> [Exercise directions] Look through the records below for the line with "let mut conn". Return that line and each one after it up to and including the line with "sink.set_pacing_ratio(105);", exactly.

> [Material supplied]
--------------------------------

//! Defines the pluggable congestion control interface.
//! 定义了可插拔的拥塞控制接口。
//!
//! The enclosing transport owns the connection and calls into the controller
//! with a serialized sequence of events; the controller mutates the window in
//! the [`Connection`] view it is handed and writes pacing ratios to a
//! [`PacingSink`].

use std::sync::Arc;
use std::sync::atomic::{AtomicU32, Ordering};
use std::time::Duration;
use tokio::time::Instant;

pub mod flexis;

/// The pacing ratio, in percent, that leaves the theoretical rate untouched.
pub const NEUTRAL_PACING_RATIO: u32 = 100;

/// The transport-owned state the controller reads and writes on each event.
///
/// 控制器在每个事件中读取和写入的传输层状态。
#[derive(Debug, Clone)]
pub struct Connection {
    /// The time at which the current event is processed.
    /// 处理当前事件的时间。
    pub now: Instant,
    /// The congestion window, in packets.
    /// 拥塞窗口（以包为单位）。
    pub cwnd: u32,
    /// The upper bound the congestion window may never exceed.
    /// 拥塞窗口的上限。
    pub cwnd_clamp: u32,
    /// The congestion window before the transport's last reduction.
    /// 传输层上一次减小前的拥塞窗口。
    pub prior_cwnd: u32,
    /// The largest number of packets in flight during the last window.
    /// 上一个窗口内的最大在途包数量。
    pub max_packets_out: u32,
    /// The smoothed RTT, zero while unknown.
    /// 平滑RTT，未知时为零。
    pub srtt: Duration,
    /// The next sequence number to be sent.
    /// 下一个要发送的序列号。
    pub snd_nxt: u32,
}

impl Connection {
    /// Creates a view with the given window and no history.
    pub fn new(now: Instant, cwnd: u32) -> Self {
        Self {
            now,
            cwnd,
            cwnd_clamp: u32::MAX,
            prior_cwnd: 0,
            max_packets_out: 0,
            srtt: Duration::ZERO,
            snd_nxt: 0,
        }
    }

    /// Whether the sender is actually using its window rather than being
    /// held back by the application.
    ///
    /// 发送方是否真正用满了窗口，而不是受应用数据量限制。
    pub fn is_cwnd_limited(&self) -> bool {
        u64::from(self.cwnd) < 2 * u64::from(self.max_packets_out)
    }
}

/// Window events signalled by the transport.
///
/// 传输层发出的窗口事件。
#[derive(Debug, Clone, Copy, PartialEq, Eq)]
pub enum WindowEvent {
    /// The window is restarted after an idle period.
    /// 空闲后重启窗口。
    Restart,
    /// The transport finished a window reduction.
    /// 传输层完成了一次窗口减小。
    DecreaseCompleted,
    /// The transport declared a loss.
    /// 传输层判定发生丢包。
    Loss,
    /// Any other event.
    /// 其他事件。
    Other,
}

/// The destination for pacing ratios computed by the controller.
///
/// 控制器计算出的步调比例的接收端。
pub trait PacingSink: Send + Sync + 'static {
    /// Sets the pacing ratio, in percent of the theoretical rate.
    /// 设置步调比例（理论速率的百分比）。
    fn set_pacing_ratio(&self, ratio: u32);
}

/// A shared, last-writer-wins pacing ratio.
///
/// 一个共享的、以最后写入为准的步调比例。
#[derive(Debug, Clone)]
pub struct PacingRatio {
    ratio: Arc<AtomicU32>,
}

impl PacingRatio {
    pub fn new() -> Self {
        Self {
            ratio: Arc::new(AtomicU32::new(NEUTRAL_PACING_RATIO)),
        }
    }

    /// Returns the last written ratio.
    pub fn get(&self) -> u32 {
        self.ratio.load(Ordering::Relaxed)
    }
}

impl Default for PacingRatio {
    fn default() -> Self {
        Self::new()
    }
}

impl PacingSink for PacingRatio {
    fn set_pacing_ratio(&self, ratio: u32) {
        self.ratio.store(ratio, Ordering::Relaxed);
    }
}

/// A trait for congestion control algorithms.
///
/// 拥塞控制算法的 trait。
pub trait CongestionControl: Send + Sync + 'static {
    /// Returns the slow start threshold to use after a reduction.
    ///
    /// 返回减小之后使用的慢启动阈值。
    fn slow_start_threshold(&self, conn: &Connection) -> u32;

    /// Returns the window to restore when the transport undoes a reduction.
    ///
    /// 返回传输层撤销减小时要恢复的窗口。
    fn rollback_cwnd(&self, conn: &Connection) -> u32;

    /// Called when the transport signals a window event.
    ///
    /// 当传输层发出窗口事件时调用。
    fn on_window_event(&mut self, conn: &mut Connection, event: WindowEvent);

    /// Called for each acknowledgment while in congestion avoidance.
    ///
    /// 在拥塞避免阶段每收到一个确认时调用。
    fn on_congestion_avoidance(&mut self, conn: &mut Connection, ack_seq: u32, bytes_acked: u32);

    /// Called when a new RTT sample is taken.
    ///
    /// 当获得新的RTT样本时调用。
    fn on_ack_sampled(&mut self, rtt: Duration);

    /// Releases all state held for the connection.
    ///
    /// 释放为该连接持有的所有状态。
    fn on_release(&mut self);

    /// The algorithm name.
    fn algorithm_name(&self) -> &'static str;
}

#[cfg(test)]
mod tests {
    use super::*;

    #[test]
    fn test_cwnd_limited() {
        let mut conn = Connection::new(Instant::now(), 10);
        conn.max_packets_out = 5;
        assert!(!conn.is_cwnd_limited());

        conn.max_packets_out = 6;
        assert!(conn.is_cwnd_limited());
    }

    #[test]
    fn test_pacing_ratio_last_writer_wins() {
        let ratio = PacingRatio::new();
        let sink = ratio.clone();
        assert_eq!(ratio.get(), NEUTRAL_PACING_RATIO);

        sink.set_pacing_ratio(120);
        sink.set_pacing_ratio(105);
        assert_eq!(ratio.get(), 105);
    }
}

--------------------------------

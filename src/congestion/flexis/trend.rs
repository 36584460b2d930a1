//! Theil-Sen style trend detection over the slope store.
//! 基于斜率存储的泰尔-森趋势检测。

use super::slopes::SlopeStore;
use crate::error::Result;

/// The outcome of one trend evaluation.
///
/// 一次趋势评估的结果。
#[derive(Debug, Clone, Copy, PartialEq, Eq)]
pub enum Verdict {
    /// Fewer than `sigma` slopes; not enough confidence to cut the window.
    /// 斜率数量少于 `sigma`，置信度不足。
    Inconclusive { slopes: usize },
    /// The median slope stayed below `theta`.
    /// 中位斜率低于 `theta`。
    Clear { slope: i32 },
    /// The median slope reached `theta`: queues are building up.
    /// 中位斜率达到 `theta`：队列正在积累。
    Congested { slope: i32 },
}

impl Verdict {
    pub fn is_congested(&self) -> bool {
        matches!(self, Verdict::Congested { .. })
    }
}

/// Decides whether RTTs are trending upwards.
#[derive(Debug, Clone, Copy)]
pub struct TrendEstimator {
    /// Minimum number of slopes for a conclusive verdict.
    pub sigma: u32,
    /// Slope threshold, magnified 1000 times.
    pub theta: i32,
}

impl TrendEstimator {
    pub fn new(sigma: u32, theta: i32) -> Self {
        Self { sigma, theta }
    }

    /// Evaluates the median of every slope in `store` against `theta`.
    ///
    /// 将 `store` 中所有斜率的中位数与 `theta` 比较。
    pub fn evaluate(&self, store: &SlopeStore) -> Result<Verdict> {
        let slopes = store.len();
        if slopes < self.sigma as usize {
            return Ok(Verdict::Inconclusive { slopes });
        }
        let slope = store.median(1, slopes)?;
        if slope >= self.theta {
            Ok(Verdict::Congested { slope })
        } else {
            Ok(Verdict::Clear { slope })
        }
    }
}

--------------------------------

> [Answer below]
        let mut conn = Connection::new(Instant::now(), 10);
        conn.max_packets_out = 5;
        assert!(!conn.is_cwnd_limited());

        conn.max_packets_out = 6;
        assert!(conn.is_cwnd_limited());
    }

    #[test]
    fn test_pacing_ratio_last_writer_wins() {
        let ratio = PacingRatio::new();
        let sink = ratio.clone();
        assert_eq!(ratio.get(), NEUTRAL_PACING_RATIO);

        sink.set_pacing_ratio(120);
        sink.set_pacing_ratio(105);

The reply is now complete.